PENDAHULUAN
Berbicara tentang bahasa baku (lebih tepat disebut ragam bahasa baku) dan
bahasa nonbaku, berarti kita membicarakan variety
bahasa. Bahasa baku adalah salah satu variasi bahasa yang diangkat dan
disepakati sebagai ragam bahasa yang akan dijadikan tolak ukur sebagai bahasa
yang “baik dan benar” dalam komunikasi baik secara lisan maupun tulisan. Ragam bahasa
baku adalah ragam bahasa yang dilembagakan dan diakui oleh sebagian warga
masyarakat pemakaiannya sebagai bahasa resmi dan sebagai kerangka rujukan norma
bahasa dan penggunaannya, sedangkan ragam tidak baku adalah ragam yang tidak
dilembagakan dan ditandai oleh ciri-ciri yang menyimpang dari norma bahasa
baku. Bahasa baku adalah ragam dari ujaran dari satu masyarakat bahasa yang
disahkan sebagai norma keharusan bagi pergaulan sosial atas kepentingan dari
berbagai pihak yang dominan di dalam masyarakat itu (Dittmar, 1976).
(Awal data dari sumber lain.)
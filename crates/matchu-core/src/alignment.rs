//! Face alignment via 4-DOF similarity transform.
//!
//! Warps a detected face in a color image onto the canonical 112×112 ArcFace
//! template using the five InsightFace reference landmarks.

use image::{Rgb, RgbImage};

/// ArcFace reference landmarks for a 112×112 output.
const REFERENCE_LANDMARKS_112: [(f32, f32); 5] = [
    (38.2946, 51.6963), // left eye
    (73.5318, 51.5014), // right eye
    (56.0252, 71.7366), // nose
    (41.5493, 92.3655), // left mouth
    (70.7299, 92.2041), // right mouth
];

pub const ALIGNED_SIZE: u32 = 112;

/// Similarity transform `dst = [[a, -b], [b, a]] · src + [tx, ty]`.
#[derive(Debug, Clone, Copy, PartialEq)]
struct Similarity {
    a: f32,
    b: f32,
    tx: f32,
    ty: f32,
}

impl Similarity {
    /// Closed-form least-squares fit from `src` to `dst` landmarks.
    ///
    /// With both point sets centered the scale/rotation terms decouple from
    /// the translation, so no linear solve is needed.
    fn estimate(src: &[(f32, f32); 5], dst: &[(f32, f32); 5]) -> Self {
        let n = src.len() as f32;
        let mean = |pts: &[(f32, f32); 5]| {
            let (sx, sy) = pts.iter().fold((0.0, 0.0), |(ax, ay), &(x, y)| (ax + x, ay + y));
            (sx / n, sy / n)
        };
        let (msx, msy) = mean(src);
        let (mdx, mdy) = mean(dst);

        let mut dot = 0.0f32;
        let mut cross = 0.0f32;
        let mut energy = 0.0f32;
        for (&(sx, sy), &(dx, dy)) in src.iter().zip(dst) {
            let (sx, sy) = (sx - msx, sy - msy);
            let (dx, dy) = (dx - mdx, dy - mdy);
            dot += sx * dx + sy * dy;
            cross += sx * dy - sy * dx;
            energy += sx * sx + sy * sy;
        }

        if energy < 1e-12 {
            // Degenerate landmarks: fall back to a pure translation.
            return Self { a: 1.0, b: 0.0, tx: mdx - msx, ty: mdy - msy };
        }

        let a = dot / energy;
        let b = cross / energy;
        Self {
            a,
            b,
            tx: mdx - (a * msx - b * msy),
            ty: mdy - (b * msx + a * msy),
        }
    }

    /// Map a destination pixel back into source coordinates.
    fn invert_point(&self, dx: f32, dy: f32) -> Option<(f32, f32)> {
        let det = self.a * self.a + self.b * self.b;
        if det < 1e-12 {
            return None;
        }
        let (px, py) = (dx - self.tx, dy - self.ty);
        Some((
            (self.a * px + self.b * py) / det,
            (-self.b * px + self.a * py) / det,
        ))
    }
}

/// Bilinear sample of one channel; out-of-bounds neighbours count as black.
fn sample(image: &RgbImage, sx: f32, sy: f32) -> Rgb<u8> {
    let (w, h) = (image.width() as i64, image.height() as i64);
    let x0 = sx.floor() as i64;
    let y0 = sy.floor() as i64;
    let fx = sx - x0 as f32;
    let fy = sy - y0 as f32;

    let at = |x: i64, y: i64| -> [f32; 3] {
        if x >= 0 && x < w && y >= 0 && y < h {
            let p = image.get_pixel(x as u32, y as u32);
            [f32::from(p[0]), f32::from(p[1]), f32::from(p[2])]
        } else {
            [0.0; 3]
        }
    };

    let (tl, tr, bl, br) = (at(x0, y0), at(x0 + 1, y0), at(x0, y0 + 1), at(x0 + 1, y0 + 1));
    let mut out = [0u8; 3];
    for c in 0..3 {
        let v = tl[c] * (1.0 - fx) * (1.0 - fy)
            + tr[c] * fx * (1.0 - fy)
            + bl[c] * (1.0 - fx) * fy
            + br[c] * fx * fy;
        out[c] = v.round().clamp(0.0, 255.0) as u8;
    }
    Rgb(out)
}

fn warp(image: &RgbImage, transform: &Similarity, out_size: u32) -> RgbImage {
    RgbImage::from_fn(out_size, out_size, |ox, oy| {
        match transform.invert_point(ox as f32, oy as f32) {
            Some((sx, sy)) => sample(image, sx, sy),
            None => Rgb([0, 0, 0]),
        }
    })
}

/// Align a detected face to a canonical 112×112 crop suitable for ArcFace.
pub fn align_face(image: &RgbImage, landmarks: &[(f32, f32); 5]) -> RgbImage {
    let transform = Similarity::estimate(landmarks, &REFERENCE_LANDMARKS_112);
    warp(image, &transform, ALIGNED_SIZE)
}

#[cfg(test)]
mod tests {
    use super::*;

    #[test]
    fn test_identity_transform() {
        let pts = REFERENCE_LANDMARKS_112;
        let t = Similarity::estimate(&pts, &pts);
        assert!((t.a - 1.0).abs() < 1e-4, "a = {}", t.a);
        assert!(t.b.abs() < 1e-4, "b = {}", t.b);
        assert!(t.tx.abs() < 1e-3, "tx = {}", t.tx);
        assert!(t.ty.abs() < 1e-3, "ty = {}", t.ty);
    }

    #[test]
    fn test_scaled_transform() {
        let src = REFERENCE_LANDMARKS_112.map(|(x, y)| (x * 2.0, y * 2.0));
        let t = Similarity::estimate(&src, &REFERENCE_LANDMARKS_112);
        assert!((t.a - 0.5).abs() < 1e-3, "a = {}, expected 0.5", t.a);
        assert!(t.b.abs() < 1e-3);
    }

    #[test]
    fn test_rotation_recovered() {
        // Rotate the template by 90° about the origin: (x, y) -> (-y, x).
        let src = REFERENCE_LANDMARKS_112.map(|(x, y)| (-y, x));
        let t = Similarity::estimate(&src, &REFERENCE_LANDMARKS_112);
        // Undoing +90° means a ≈ cos(-90°) = 0, b ≈ sin(-90°) = -1.
        assert!(t.a.abs() < 1e-3, "a = {}", t.a);
        assert!((t.b + 1.0).abs() < 1e-3, "b = {}", t.b);
    }

    #[test]
    fn test_align_face_output_size() {
        let image = RgbImage::from_pixel(640, 480, Rgb([128, 128, 128]));
        let aligned = align_face(&image, &REFERENCE_LANDMARKS_112);
        assert_eq!(aligned.dimensions(), (ALIGNED_SIZE, ALIGNED_SIZE));
    }

    #[test]
    fn test_landmark_lands_on_reference() {
        let mut image = RgbImage::new(200, 200);
        let src: [(f32, f32); 5] = [
            (80.0, 60.0),
            (120.0, 60.0),
            (100.0, 85.0),
            (85.0, 110.0),
            (115.0, 110.0),
        ];

        // Red 5×5 patch on the left eye survives bilinear interpolation.
        let (lx, ly) = (src[0].0 as u32, src[0].1 as u32);
        for y in ly - 2..=ly + 2 {
            for x in lx - 2..=lx + 2 {
                image.put_pixel(x, y, Rgb([255, 0, 0]));
            }
        }

        let aligned = align_face(&image, &src);
        let rx = REFERENCE_LANDMARKS_112[0].0.round() as u32;
        let ry = REFERENCE_LANDMARKS_112[0].1.round() as u32;

        let mut max_red = 0u8;
        let mut max_green = 0u8;
        for y in ry - 1..=ry + 1 {
            for x in rx - 1..=rx + 1 {
                let p = aligned.get_pixel(x, y);
                max_red = max_red.max(p[0]);
                max_green = max_green.max(p[1]);
            }
        }
        assert!(max_red > 100, "expected red patch near ({rx}, {ry}), max={max_red}");
        assert_eq!(max_green, 0, "channels must not bleed into each other");
    }
}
Bahasa baku mempunyai empat fungsi, yaitu pemersatu, penanda, pembeda
(kepribadian), penambah wibawa dan kerangka acuan. Sebagai pemersatu, bahasa
baku mempersatukan atau menghubungkan penutur berbagai dialek, sehingga mereka menjadi satu
masyarakat bahasa baku. Penggunaan bahasa baku menjadi pembeda (kepribadian),
jika di terapkan secara benar dapat memperkuat kepribadian dan rasa
nasionalisme masyarakat Indonesia. Dalam fungsi pembawa wibawa, mereka yang
mahir berbahasa baku dengan baik dan benar memperoleh wibawa di mata orang
lain. Sementara sebagai kerangka acuan, bahasa baku berfungsi sebagai kerangka
bagi pemakainya dengan norma atau kaidah yang dikodifikasi secara jelas. Norma
atau kaidah bahasa indonesia baku menjadi tolak ukur pemakaian bahasa secara benar.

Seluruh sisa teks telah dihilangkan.